- [Problem requirements]
Using the records that follow, work out how many lines hold the string "request" and provide that number only.

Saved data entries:
┌────────
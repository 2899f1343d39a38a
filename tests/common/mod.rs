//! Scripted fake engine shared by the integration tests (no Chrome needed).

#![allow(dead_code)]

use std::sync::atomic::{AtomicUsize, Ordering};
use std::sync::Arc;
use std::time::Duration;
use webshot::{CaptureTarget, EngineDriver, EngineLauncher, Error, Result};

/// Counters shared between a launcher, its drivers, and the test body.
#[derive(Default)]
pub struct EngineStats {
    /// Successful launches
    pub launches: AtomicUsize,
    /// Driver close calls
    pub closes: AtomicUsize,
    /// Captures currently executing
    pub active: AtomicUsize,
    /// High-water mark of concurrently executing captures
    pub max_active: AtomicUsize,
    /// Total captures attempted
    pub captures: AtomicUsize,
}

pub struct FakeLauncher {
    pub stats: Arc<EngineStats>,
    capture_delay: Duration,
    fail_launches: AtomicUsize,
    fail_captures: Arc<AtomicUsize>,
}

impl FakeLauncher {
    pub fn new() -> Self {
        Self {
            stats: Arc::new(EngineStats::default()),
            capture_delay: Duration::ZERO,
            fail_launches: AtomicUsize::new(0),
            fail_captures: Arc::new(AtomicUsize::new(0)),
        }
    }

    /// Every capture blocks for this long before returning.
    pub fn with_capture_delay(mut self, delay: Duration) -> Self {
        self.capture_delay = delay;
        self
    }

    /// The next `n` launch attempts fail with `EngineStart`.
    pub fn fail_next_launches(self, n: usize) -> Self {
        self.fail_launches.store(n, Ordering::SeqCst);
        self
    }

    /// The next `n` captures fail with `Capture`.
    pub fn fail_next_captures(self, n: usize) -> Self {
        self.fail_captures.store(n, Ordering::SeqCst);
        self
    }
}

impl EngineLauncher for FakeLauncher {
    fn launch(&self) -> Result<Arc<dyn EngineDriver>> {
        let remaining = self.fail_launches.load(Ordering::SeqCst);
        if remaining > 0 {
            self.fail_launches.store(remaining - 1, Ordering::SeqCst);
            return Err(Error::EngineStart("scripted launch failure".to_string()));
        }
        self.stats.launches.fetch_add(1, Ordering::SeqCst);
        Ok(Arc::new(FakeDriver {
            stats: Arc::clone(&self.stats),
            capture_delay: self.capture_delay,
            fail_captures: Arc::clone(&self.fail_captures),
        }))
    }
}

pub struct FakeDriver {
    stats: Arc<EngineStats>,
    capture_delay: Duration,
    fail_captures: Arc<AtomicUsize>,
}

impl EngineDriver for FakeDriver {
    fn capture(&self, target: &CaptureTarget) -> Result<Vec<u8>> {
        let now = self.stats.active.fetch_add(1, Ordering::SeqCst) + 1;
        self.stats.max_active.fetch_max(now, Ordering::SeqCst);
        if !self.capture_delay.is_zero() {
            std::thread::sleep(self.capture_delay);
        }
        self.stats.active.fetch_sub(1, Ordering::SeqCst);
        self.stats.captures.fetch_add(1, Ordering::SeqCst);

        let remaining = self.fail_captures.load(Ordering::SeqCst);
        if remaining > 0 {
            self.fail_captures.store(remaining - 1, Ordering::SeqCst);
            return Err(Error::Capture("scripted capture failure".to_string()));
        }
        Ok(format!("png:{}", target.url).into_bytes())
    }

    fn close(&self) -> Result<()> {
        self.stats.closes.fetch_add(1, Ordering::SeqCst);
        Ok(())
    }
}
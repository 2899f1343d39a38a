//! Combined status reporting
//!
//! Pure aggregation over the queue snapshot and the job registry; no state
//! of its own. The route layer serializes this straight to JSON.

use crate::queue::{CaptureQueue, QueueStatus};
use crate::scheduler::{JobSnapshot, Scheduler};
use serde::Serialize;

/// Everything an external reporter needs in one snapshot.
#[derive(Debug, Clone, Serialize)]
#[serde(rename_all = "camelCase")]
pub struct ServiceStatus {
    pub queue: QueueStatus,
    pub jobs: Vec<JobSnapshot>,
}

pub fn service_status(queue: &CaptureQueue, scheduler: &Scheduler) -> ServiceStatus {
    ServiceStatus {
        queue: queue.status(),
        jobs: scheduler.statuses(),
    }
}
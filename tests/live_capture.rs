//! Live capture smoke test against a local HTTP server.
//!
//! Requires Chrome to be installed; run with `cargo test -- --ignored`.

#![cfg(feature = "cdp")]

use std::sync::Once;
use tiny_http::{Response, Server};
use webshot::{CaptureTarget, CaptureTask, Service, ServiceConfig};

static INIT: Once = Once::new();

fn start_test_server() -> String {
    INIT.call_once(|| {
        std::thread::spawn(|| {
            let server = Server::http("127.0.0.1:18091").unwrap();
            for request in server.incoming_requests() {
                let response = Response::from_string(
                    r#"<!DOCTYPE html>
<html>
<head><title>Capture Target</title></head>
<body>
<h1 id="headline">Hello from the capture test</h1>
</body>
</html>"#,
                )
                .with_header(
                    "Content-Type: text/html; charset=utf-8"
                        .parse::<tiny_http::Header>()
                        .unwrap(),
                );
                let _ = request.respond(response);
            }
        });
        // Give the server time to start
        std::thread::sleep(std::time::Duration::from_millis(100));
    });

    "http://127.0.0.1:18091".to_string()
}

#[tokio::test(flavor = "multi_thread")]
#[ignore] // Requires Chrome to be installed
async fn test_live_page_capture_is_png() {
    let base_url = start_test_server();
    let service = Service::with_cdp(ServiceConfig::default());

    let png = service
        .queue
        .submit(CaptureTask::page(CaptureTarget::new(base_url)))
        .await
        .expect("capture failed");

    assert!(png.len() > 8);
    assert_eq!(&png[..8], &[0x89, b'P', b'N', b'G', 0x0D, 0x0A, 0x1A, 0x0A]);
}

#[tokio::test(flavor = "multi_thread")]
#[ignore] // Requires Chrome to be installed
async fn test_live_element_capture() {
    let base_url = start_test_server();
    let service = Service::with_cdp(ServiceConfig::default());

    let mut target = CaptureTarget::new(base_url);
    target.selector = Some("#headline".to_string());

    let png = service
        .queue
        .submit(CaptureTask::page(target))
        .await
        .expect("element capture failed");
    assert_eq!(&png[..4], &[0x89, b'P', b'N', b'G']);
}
└────────
- [Answer to this task]
2